Ja, es gibt de Pages und öffentliche "Groups" aber selbst dort werde ich in der Regel via Suchmaschine nur deren Existenz feststellen könne, einzelne Inhalte werden von den Suchalgorithmen nur sehr selten auf die vorderen Ränge der Suchergebnisse gespült.

Facebook als Fremdfilter
Vom CCC-Guru Wau Holland (RIP) stammt der Satz (ausm Kopf), dass man das Filtern den Usern überlassen sollte. Das entspricht auch der im Gedanken des Web an sich (openness) und der 2.-3. Generation der Suchmaschinen die Keyword- und Populatritätsbasiert versuchen, ALLE Information zugänglich zu machen.
Bei Twitter und Google+ beispielsweise gibt es - so man nicht Listen oder 'gedimmte' Kreise einsetzt, keine Fremdfilter: man kann, so man will, in seinem Hauptstream in der Standardeinstellung alle abonnierten Infos sehen.
Facebook setzt die Standardansicht aber auf eine massiv gefilterte Ansicht und sorgt dafür, dass eine Informationsverengung einsetzt: mehr und mehr werden mir die Inhalte angezeigt, mit denen ich interagiere... weil sie mir angezeigt wurden.
Wenn man jetzt - sei es als Page- oder Profilinhaber denkt, dass man gegen Geld alle seine Follower/Freunde erreichen könnte: Weit gefehlt, selbst mit Geld "gepushte" Beiträge werten nur ca. 70% der Interessierten angezeigt.
In diesem Sinne ist sogar das Wort vom "Social/Personal Intranet" daneben, denn ein Intranet würde ja auch alle Infos im Stream anzeigen wollen und es den Nutzenden überlassen, was sie/er filtert.

Fazit
Facbook ist also die digital geworden Filterblase.
Das ist per se nicht böse sondern eventuell sogar notwendig, es hat aber mit der Zugänglichkeit und Offenheit des Internets allgemein und des Webs im Besonderen kaum noch etwas zu tun.
Auch dagegen, dass die Facebook-Inhalte für Suchmaschinen nur sehr oberflächlich erfassbar sind ist aus Privacy-Sicht nicht das Geringste einzuwenden.

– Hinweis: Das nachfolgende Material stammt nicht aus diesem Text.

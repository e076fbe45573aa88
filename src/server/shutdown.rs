//! Graceful shutdown
//!
//! Waits for a termination signal, then drains on the engine's in-flight
//! gauge so requests mid-simulation finish before the process exits.

use std::sync::Arc;
use std::time::{Duration, Instant};

use tracing::{info, warn};

use crate::engine::InflightGauge;

/// Resolves when a shutdown signal arrives and in-flight requests drain
pub async fn graceful_shutdown(gauge: Arc<InflightGauge>, drain_timeout: Duration) {
    let ctrl_c = async {
        tokio::signal::ctrl_c()
            .await
            .expect("Failed to install Ctrl+C handler");
    };

    #[cfg(unix)]
    let terminate = async {
        tokio::signal::unix::signal(tokio::signal::unix::SignalKind::terminate())
            .expect("Failed to install signal handler")
            .recv()
            .await;
    };

    #[cfg(not(unix))]
    let terminate = std::future::pending::<()>();

    tokio::select! {
        _ = ctrl_c => {
            info!("Received Ctrl+C, starting graceful shutdown");
        }
        _ = terminate => {
            info!("Received SIGTERM, starting graceful shutdown");
        }
    }

    wait_for_drain(&gauge, drain_timeout).await;
}

/// Wait until the gauge reaches zero or the timeout passes
pub async fn wait_for_drain(gauge: &InflightGauge, drain_timeout: Duration) {
    let drain_start = Instant::now();

    while gauge.current() > 0 {
        if drain_start.elapsed() > drain_timeout {
            warn!(
                remaining_requests = gauge.current(),
                "Drain timeout exceeded, forcing shutdown"
            );
            return;
        }

        info!(
            in_flight = gauge.current(),
            elapsed_ms = drain_start.elapsed().as_millis() as u64,
            "Waiting for in-flight requests to complete"
        );

        tokio::time::sleep(Duration::from_millis(100)).await;
    }

    info!("All requests drained, proceeding with shutdown");
}
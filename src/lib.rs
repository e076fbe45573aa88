//! # OpenMockLLM
//!
//! Offline mock LLM inference server for testing and load generation.
//!
//! OpenMockLLM imitates the HTTP surface of several real LLM-serving APIs
//! (vLLM/OpenAI-style, Mistral-style, Text-Embeddings-Inference-style)
//! without running any model. It returns plausible content, plausible token
//! accounting, and plausible timing, in both unary and streamed modes.
//!
//! ## Features
//!
//! - **Three personas**: vLLM, Mistral, and TEI compatible surfaces over one engine
//! - **Realistic latency**: Gaussian TTFT/ITL models shaped by in-flight load
//! - **Token accounting**: tiktoken-based estimation with swappable encodings
//! - **Deterministic mode**: seed-based RNG for reproducible tests
//!
//! ## Quick Start
//!
//! ```rust,no_run
//! use openmockllm::{run_server, MockConfig};
//!
//! #[tokio::main]
//! async fn main() -> anyhow::Result<()> {
//!     let config = MockConfig::default();
//!     run_server(config).await
//! }
//! ```

pub mod cli;
pub mod config;
pub mod engine;
pub mod error;
pub mod latency;
pub mod personas;
pub mod security;
pub mod server;
pub mod telemetry;
pub mod tokens;

pub use config::MockConfig;
pub use engine::MockEngine;
pub use error::{MockError, MockResult};
pub use server::run_server;

/// Library version
pub const VERSION: &str = env!("CARGO_PKG_VERSION");

/// Default server port
pub const DEFAULT_PORT: u16 = 8000;
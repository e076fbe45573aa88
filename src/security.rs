//! API key authentication
//!
//! A single optional Bearer key guards every route except `/health`. When no
//! key is configured, all requests pass through.

use std::sync::Arc;

use axum::extract::{Request, State};
use axum::middleware::Next;
use axum::response::Response;
use axum_extra::headers::authorization::Bearer;
use axum_extra::headers::Authorization;
use axum_extra::TypedHeader;

use crate::config::SecurityConfig;
use crate::error::MockError;

/// Bearer-key check middleware
pub async fn require_api_key(
    State(security): State<Arc<SecurityConfig>>,
    bearer: Option<TypedHeader<Authorization<Bearer>>>,
    request: Request,
    next: Next,
) -> Result<Response, MockError> {
    let Some(expected) = security.api_key.as_deref() else {
        return Ok(next.run(request).await);
    };

    // Liveness probes stay open even with auth enabled
    if request.uri().path() == "/health" {
        return Ok(next.run(request).await);
    }

    match bearer {
        Some(TypedHeader(Authorization(token))) if token.token() == expected => {
            Ok(next.run(request).await)
        }
        Some(_) => Err(MockError::AuthenticationFailed(
            "invalid API key".to_string(),
        )),
        None => Err(MockError::AuthenticationFailed(
            "API key required but not provided".to_string(),
        )),
    }
}
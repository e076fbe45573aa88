//! Core simulation engine
//!
//! The MockEngine is the heart of the server: it estimates prompt tokens,
//! synthesizes a response against the requested budget, samples realistic
//! delays shaped by the in-flight request count, and sequences the result as
//! either one materialized completion or a paced stream of chunks. Personas
//! only translate their wire schemas onto these two operations.

mod generator;
mod inflight;

pub use generator::*;
pub use inflight::*;

use std::str::FromStr;
use std::sync::atomic::{AtomicU64, Ordering};
use std::sync::Arc;
use std::time::Duration;

use async_stream::stream;
use futures::Stream;
use serde::{Deserialize, Serialize};
use tracing::debug;

use crate::config::MockConfig;
use crate::error::{MockError, MockResult};
use crate::latency::TimingModel;
use crate::tokens::TokenEstimator;

/// Input contract of the engine. Personas build one per incoming call.
#[derive(Debug, Clone)]
pub struct CompletionParams {
    /// Prompt text (multi-message conversations arrive pre-concatenated)
    pub prompt: String,
    /// Output budget; None means the engine picks one
    pub max_output_tokens: Option<u32>,
    /// Verbosity knob in [0, 1], temperature-equivalent
    pub verbosity: f32,
    /// Reject prompts whose estimated tokens exceed this
    pub max_context_tokens: Option<usize>,
}

impl CompletionParams {
    pub fn new(prompt: impl Into<String>) -> Self {
        Self {
            prompt: prompt.into(),
            max_output_tokens: None,
            verbosity: 0.7,
            max_context_tokens: None,
        }
    }

    pub fn with_max_output_tokens(mut self, max: Option<u32>) -> Self {
        self.max_output_tokens = max;
        self
    }

    pub fn with_verbosity(mut self, verbosity: f32) -> Self {
        self.verbosity = verbosity;
        self
    }

    pub fn with_max_context_tokens(mut self, max: Option<usize>) -> Self {
        self.max_context_tokens = max;
        self
    }
}

/// A fully materialized completion with token accounting
#[derive(Debug, Clone)]
pub struct Completion {
    pub text: String,
    pub prompt_tokens: usize,
    pub completion_tokens: usize,
}

impl Completion {
    pub fn total_tokens(&self) -> usize {
        self.prompt_tokens + self.completion_tokens
    }
}

/// Why a completion stopped
#[derive(Debug, Clone, Copy, PartialEq, Eq, Serialize, Deserialize)]
#[serde(rename_all = "snake_case")]
pub enum FinishReason {
    Stop,
    Length,
}

impl FinishReason {
    pub fn as_str(&self) -> &'static str {
        match self {
            Self::Stop => "stop",
            Self::Length => "length",
        }
    }
}

/// One unit of a streamed response, in emission order: exactly one `Role`,
/// zero or more `Content` fragments, exactly one `Finish`, then the `Done`
/// sentinel. Nothing follows `Done`.
#[derive(Debug, Clone, PartialEq, Eq)]
pub enum StreamChunk {
    /// Marks the start of the assistant turn; carries no content
    Role,
    /// One content fragment
    Content { text: String },
    /// Marks the end of generation
    Finish { reason: FinishReason },
    /// Out-of-band end-of-stream sentinel
    Done,
}

/// How streamed content is fragmented
#[derive(Debug, Clone, Copy, PartialEq, Eq, Serialize, Deserialize, Default)]
#[serde(rename_all = "snake_case")]
pub enum StreamGranularity {
    /// Whitespace-attached words
    #[default]
    Word,
    /// Tokenizer-sized fragments
    Token,
}

impl FromStr for StreamGranularity {
    type Err = String;

    fn from_str(s: &str) -> Result<Self, Self::Err> {
        match s.to_lowercase().as_str() {
            "word" => Ok(Self::Word),
            "token" => Ok(Self::Token),
            _ => Err(format!("Unknown stream granularity: {}", s)),
        }
    }
}

/// Running totals, exposed through `/admin/stats`
#[derive(Debug, Default)]
struct EngineTotals {
    requests: AtomicU64,
    errors: AtomicU64,
    prompt_tokens: AtomicU64,
    completion_tokens: AtomicU64,
}

impl EngineTotals {
    fn record_request(&self) {
        self.requests.fetch_add(1, Ordering::Relaxed);
    }

    fn record_error(&self) {
        self.errors.fetch_add(1, Ordering::Relaxed);
    }

    fn record_tokens(&self, prompt: usize, completion: usize) {
        self.prompt_tokens.fetch_add(prompt as u64, Ordering::Relaxed);
        self.completion_tokens
            .fetch_add(completion as u64, Ordering::Relaxed);
    }
}

/// Snapshot of engine statistics
#[derive(Debug, Clone, Serialize, Deserialize)]
pub struct EngineStats {
    pub total_requests: u64,
    pub total_errors: u64,
    pub total_prompt_tokens: u64,
    pub total_completion_tokens: u64,
    pub inflight_requests: usize,
}

/// The response sequencer
pub struct MockEngine {
    estimator: TokenEstimator,
    synthesizer: ProseSynthesizer,
    timing: TimingModel,
    inflight: Arc<InflightGauge>,
    granularity: StreamGranularity,
    totals: EngineTotals,
}

impl MockEngine {
    /// Build an engine from configuration
    pub fn new(config: &MockConfig) -> MockResult<Self> {
        let estimator = TokenEstimator::new(config.tokenizer)?;

        let mut synthesis = config.synthesis.clone();
        synthesis.seed = synthesis.seed.or(config.seed);
        let synthesizer = ProseSynthesizer::new(synthesis);

        let timing = match config.seed {
            Some(seed) => TimingModel::with_seed(config.timing.clone(), seed),
            None => TimingModel::new(config.timing.clone()),
        };

        Ok(Self {
            estimator,
            synthesizer,
            timing,
            inflight: Arc::new(InflightGauge::new()),
            granularity: config.model.stream_granularity,
            totals: EngineTotals::default(),
        })
    }

    /// The in-flight gauge, shared with graceful shutdown
    pub fn gauge(&self) -> Arc<InflightGauge> {
        Arc::clone(&self.inflight)
    }

    /// Current number of requests inside the engine
    pub fn inflight(&self) -> usize {
        self.inflight.current()
    }

    /// The engine's token estimator
    pub fn estimator(&self) -> &TokenEstimator {
        &self.estimator
    }

    /// Snapshot of running totals
    pub fn stats(&self) -> EngineStats {
        EngineStats {
            total_requests: self.totals.requests.load(Ordering::Relaxed),
            total_errors: self.totals.errors.load(Ordering::Relaxed),
            total_prompt_tokens: self.totals.prompt_tokens.load(Ordering::Relaxed),
            total_completion_tokens: self.totals.completion_tokens.load(Ordering::Relaxed),
            inflight_requests: self.inflight.current(),
        }
    }

    /// Produce one materialized completion.
    ///
    /// Holds an in-flight slot for the whole call; when latency simulation
    /// is on, sleeps once for TTFT plus the sampled generation time.
    pub async fn complete(&self, params: &CompletionParams) -> MockResult<Completion> {
        let _guard = InflightGuard::acquire(&self.inflight);
        self.totals.record_request();

        let result = self.complete_inner(params).await;
        if result.is_err() {
            self.totals.record_error();
        }
        result
    }

    async fn complete_inner(&self, params: &CompletionParams) -> MockResult<Completion> {
        let prompt_tokens = self.estimator.estimate(&params.prompt);
        self.check_context(prompt_tokens, params.max_context_tokens)?;

        let content =
            self.synthesizer
                .synthesize(prompt_tokens, params.max_output_tokens, params.verbosity);
        let text = content.text();
        let completion_tokens = self.estimator.estimate(&text);
        self.totals.record_tokens(prompt_tokens, completion_tokens);

        if self.timing.is_enabled() {
            let sample = self
                .timing
                .sample(prompt_tokens, completion_tokens, self.inflight.current());
            debug!(
                prompt_tokens,
                completion_tokens,
                inflight = self.inflight.current(),
                delay_ms = sample.total().as_millis() as u64,
                "simulated unary delay"
            );
            tokio::time::sleep(sample.total()).await;
        }

        Ok(Completion {
            text,
            prompt_tokens,
            completion_tokens,
        })
    }

    /// Produce a paced, cancellable stream of chunks.
    ///
    /// Content is decided up front; the fragment sequence never reorders.
    /// The in-flight slot moves into the stream, so dropping the stream
    /// before the sentinel still releases it. Context-length violations are
    /// reported before any chunk is produced.
    pub fn complete_stream(
        &self,
        params: &CompletionParams,
    ) -> MockResult<impl Stream<Item = StreamChunk> + Send + 'static> {
        let guard = InflightGuard::acquire(&self.inflight);
        self.totals.record_request();

        let prompt_tokens = self.estimator.estimate(&params.prompt);
        if let Err(err) = self.check_context(prompt_tokens, params.max_context_tokens) {
            self.totals.record_error();
            return Err(err);
        }

        let content =
            self.synthesizer
                .synthesize(prompt_tokens, params.max_output_tokens, params.verbosity);
        let text = content.text();
        let completion_tokens = self.estimator.estimate(&text);
        self.totals.record_tokens(prompt_tokens, completion_tokens);

        let fragments = self.fragment(&text);

        let enabled = self.timing.is_enabled();
        let (ttft, per_fragment) = if enabled {
            let sample = self
                .timing
                .sample(prompt_tokens, completion_tokens, self.inflight.current());
            let per_fragment = sample.generation / fragments.len().max(1) as u32;
            (sample.ttft, per_fragment)
        } else {
            (Duration::ZERO, Duration::ZERO)
        };

        Ok(stream! {
            // The slot is released when this generator drops, whether the
            // consumer reads to the sentinel or disconnects mid-stream.
            let _guard = guard;

            yield StreamChunk::Role;

            if enabled {
                tokio::time::sleep(ttft).await;
            }

            for fragment in fragments {
                if enabled {
                    tokio::time::sleep(per_fragment).await;
                }
                yield StreamChunk::Content { text: fragment };
            }

            yield StreamChunk::Finish {
                reason: FinishReason::Stop,
            };
            yield StreamChunk::Done;
        })
    }

    fn check_context(&self, prompt_tokens: usize, max_context: Option<usize>) -> MockResult<()> {
        if let Some(max) = max_context {
            if prompt_tokens > max {
                return Err(MockError::ContextTooLong {
                    tokens: prompt_tokens,
                    max_context: max,
                });
            }
        }
        Ok(())
    }

    fn fragment(&self, text: &str) -> Vec<String> {
        match self.granularity {
            StreamGranularity::Word => text.split_inclusive(' ').map(String::from).collect(),
            StreamGranularity::Token => self.estimator.split_tokens(text),
        }
    }
}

Will man aber die Reichweite des Internets voll ausnutzen, so ist Facebook sicher ein wertvolles und nicht zu vernachlässigendes Werkzeug um Markenfans oder persönliche Bekannte hier einzubinden. Es limitiert aber die Reichweite meiner Kommunikation massiv. Nicht nur dadurch, dass nicht jeder in Facebook ist (USA: grob 50%, Deutschland; grob 30%). ich schließe auch Leute aus, die nicht mit mir verknüpft sind (die ich eben über ein Blog und die Suche erreiche) und jene, die zwar mit mir verknüpft sind, bei denen ich aber im von Facebook fremdbestimmten Filter hängen bleibe.

Ich brauche also einen Kanal im echten Web, der aber dennoch für den "social"-Dialog offen ist, der suchmaschinenfreundlich ist und so flexibel, dass er mit nahezu allen Social-Web-Kanälen gut harmoniert: Ein Blog.